Laser treatment and excision of granulation tissue is preferred as results are found to be better than conservative procedures [3, 4]. Because of the non-availability of CO2 laser we have resorted to the conventional method and a successful result has been achieved. The conventional method consists of repeated endoscopies, removal of granulation tissue followed by dilatation of the stenotic segment using gum elastic bougies. This method is tedious and the success rate is variable because of formation of new granulation tissue followed by fibrosis [5, 6]. This case has been managed successfully using a simple but tedious technique with the available resources.


1. Bryce DP, Briant TDR, Pearson FG. Laryngeal and tracheal complications of intubation.

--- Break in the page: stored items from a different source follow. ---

use std::cmp::Ordering;

/// Cap a raw weighted sum into `[0, 1]`. Values above 1.0 are capped rather
/// than renormalized; NaN maps to 0.
pub fn clamp_score(raw: f64) -> f64 {
    if raw.is_nan() {
        return 0.0;
    }
    raw.clamp(0.0, 1.0)
}

/// Descending score order with a total ordering over f64.
pub fn score_desc(a: f64, b: f64) -> Ordering {
    b.total_cmp(&a)
}

/// Sort the complete candidate list, then keep the first `limit` entries.
/// Truncation happens strictly after ranking so it never changes the order.
pub fn rank_top_k<T, F>(mut items: Vec<T>, limit: usize, compare: F) -> Vec<T>
where
    F: FnMut(&T, &T) -> Ordering,
{
    items.sort_by(compare);
    items.truncate(limit);
    items
}
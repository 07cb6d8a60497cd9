use std::fmt;

use crate::api::{PathNode, User, UserCreate, UserResponse};
use crate::db::{
    AnalyticsError, PathQueryError, PgPool, SignalFetchError, UserStorageError, analytics,
    paths, pg_to_graph_error, pool_to_graph_error, signals, users,
};
use crate::graph::{
    GraphAnalytics, GraphError, GraphQuery, MAX_PATH_DEPTH, RequesterContext, UserRepository,
};
use crate::insights::NetworkSnapshot;
use crate::query_templates::{QueryTemplate, TemplateOutput};
use crate::recommend::signals::{EmployerSignal, FriendSignal, PeopleSignal};

/// PostgreSQL-backed graph collaborator.
#[derive(Clone)]
pub struct PgGraph {
    pool: PgPool,
    max_path_depth: usize,
}

impl fmt::Debug for PgGraph {
    fn fmt(&self, f: &mut fmt::Formatter<'_>) -> fmt::Result {
        f.debug_struct("PgGraph")
            .field("pool_size", &self.pool.status().size)
            .field("max_path_depth", &self.max_path_depth)
            .finish()
    }
}

impl PgGraph {
    pub fn new(pool: PgPool, max_path_depth: usize) -> Self {
        Self {
            pool,
            max_path_depth,
        }
    }

    pub fn pool(&self) -> &PgPool {
        &self.pool
    }
}

impl From<SignalFetchError> for GraphError {
    fn from(err: SignalFetchError) -> Self {
        match err {
            SignalFetchError::Pool(err) => pool_to_graph_error(err),
            SignalFetchError::Postgres(err) => pg_to_graph_error(err),
        }
    }
}

impl From<PathQueryError> for GraphError {
    fn from(err: PathQueryError) -> Self {
        match err {
            PathQueryError::Pool(err) => pool_to_graph_error(err),
            PathQueryError::Postgres(err) => pg_to_graph_error(err),
        }
    }
}

impl From<AnalyticsError> for GraphError {
    fn from(err: AnalyticsError) -> Self {
        match err {
            AnalyticsError::Pool(err) => pool_to_graph_error(err),
            AnalyticsError::Postgres(err) => pg_to_graph_error(err),
        }
    }
}

impl From<UserStorageError> for GraphError {
    fn from(err: UserStorageError) -> Self {
        match err {
            UserStorageError::Pool(err) => pool_to_graph_error(err),
            UserStorageError::Postgres(err) => pg_to_graph_error(err),
            UserStorageError::EmailTaken(email) => {
                GraphError::Conflict(format!("email {email} is already registered"))
            }
            UserStorageError::UserNotFound(id) => GraphError::NotFound(format!("user {id}")),
            UserStorageError::SelfConnection => {
                GraphError::Invalid("a user cannot connect to themselves".into())
            }
        }
    }
}

impl GraphQuery for PgGraph {
    async fn requester_context(
        &self,
        user_id: &str,
    ) -> Result<Option<RequesterContext>, GraphError> {
        Ok(signals::fetch_requester_context(&self.pool, user_id).await?)
    }

    async fn two_hop_candidates(
        &self,
        requester: &RequesterContext,
    ) -> Result<Vec<FriendSignal>, GraphError> {
        Ok(signals::fetch_two_hop_candidates(&self.pool, requester).await?)
    }

    async fn employer_skill_overlap(
        &self,
        requester: &RequesterContext,
    ) -> Result<Vec<EmployerSignal>, GraphError> {
        Ok(signals::fetch_employer_overlap(&self.pool, requester).await?)
    }

    async fn people_signals(
        &self,
        requester: &RequesterContext,
    ) -> Result<Vec<PeopleSignal>, GraphError> {
        Ok(signals::fetch_people_signals(&self.pool, requester).await?)
    }

    async fn shortest_path(
        &self,
        from: &str,
        to: &str,
    ) -> Result<Option<Vec<PathNode>>, GraphError> {
        Ok(paths::fetch_shortest_path(&self.pool, from, to, self.max_path_depth).await?)
    }

    async fn shortest_path_hops(&self, from: &str, to: &str) -> Result<Option<u32>, GraphError> {
        let nodes = paths::fetch_shortest_path(&self.pool, from, to, MAX_PATH_DEPTH).await?;
        Ok(nodes.map(|nodes| nodes.len().saturating_sub(1) as u32))
    }
}

impl UserRepository for PgGraph {
    async fn create_user(&self, input: &UserCreate) -> Result<UserResponse, GraphError> {
        Ok(users::insert_user(&self.pool, input).await?)
    }

    async fn get_user(&self, user_id: &str) -> Result<Option<UserResponse>, GraphError> {
        Ok(users::fetch_user(&self.pool, user_id).await?)
    }

    async fn list_users(&self, limit: i64, offset: i64) -> Result<Vec<User>, GraphError> {
        Ok(users::list_users(&self.pool, limit, offset).await?)
    }

    async fn connect_users(&self, user_id: &str, other_id: &str) -> Result<bool, GraphError> {
        Ok(users::connect_users(&self.pool, user_id, other_id).await?)
    }
}

impl GraphAnalytics for PgGraph {
    async fn ping(&self) -> Result<(), GraphError> {
        Ok(analytics::ping(&self.pool).await?)
    }

    async fn run_template(&self, template: &QueryTemplate) -> Result<TemplateOutput, GraphError> {
        Ok(analytics::run_template(&self.pool, template).await?)
    }

    async fn network_snapshot(
        &self,
        user_id: &str,
    ) -> Result<Option<NetworkSnapshot>, GraphError> {
        Ok(analytics::fetch_network_snapshot(&self.pool, user_id).await?)
    }
}

#[cfg(test)]
mod tests {
    use super::*;

    #[test]
    fn storage_errors_map_to_graph_errors() {
        assert!(matches!(
            GraphError::from(UserStorageError::EmailTaken("a@b.io".into())),
            GraphError::Conflict(_)
        ));
        assert!(matches!(
            GraphError::from(UserStorageError::UserNotFound("u".into())),
            GraphError::NotFound(_)
        ));
        assert!(matches!(
            GraphError::from(UserStorageError::SelfConnection),
            GraphError::Invalid(_)
        ));
    }
}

Ann Otorhinolaryngol. 1968;77:442–461. [PubMed]
2. Ballenger JJ. Disease of the Nose, throat and ear, head and neck. Philadelphia: Lea and Febiger. 1985:477–482.
3. Dedo HH, Sooy CD. Endoscopic laser repair of posterior glottic subglottic and tracheal stenosis by division or microtrap door flap. Laryngoscope. 1984;94:445–450. [PubMed]
4. Lyons GD, Owens R, Loustean RJ, Trail ML. Carbon dioxide laser treatment of laryngeal stenosis. Arch Otolaryng. 1980;106:255–256. [PubMed]
5. Healy GB. Experimental model for the endoscopic correction of subglottic stenosis with clinical application. Laryngoscope. 1982;92:1103–1115. [PubMed]
6. Ramalingam KK. Resection and reanastomosis for management of tracheal stenosis. Indian J Otolaryngology. 1987;39:150–152.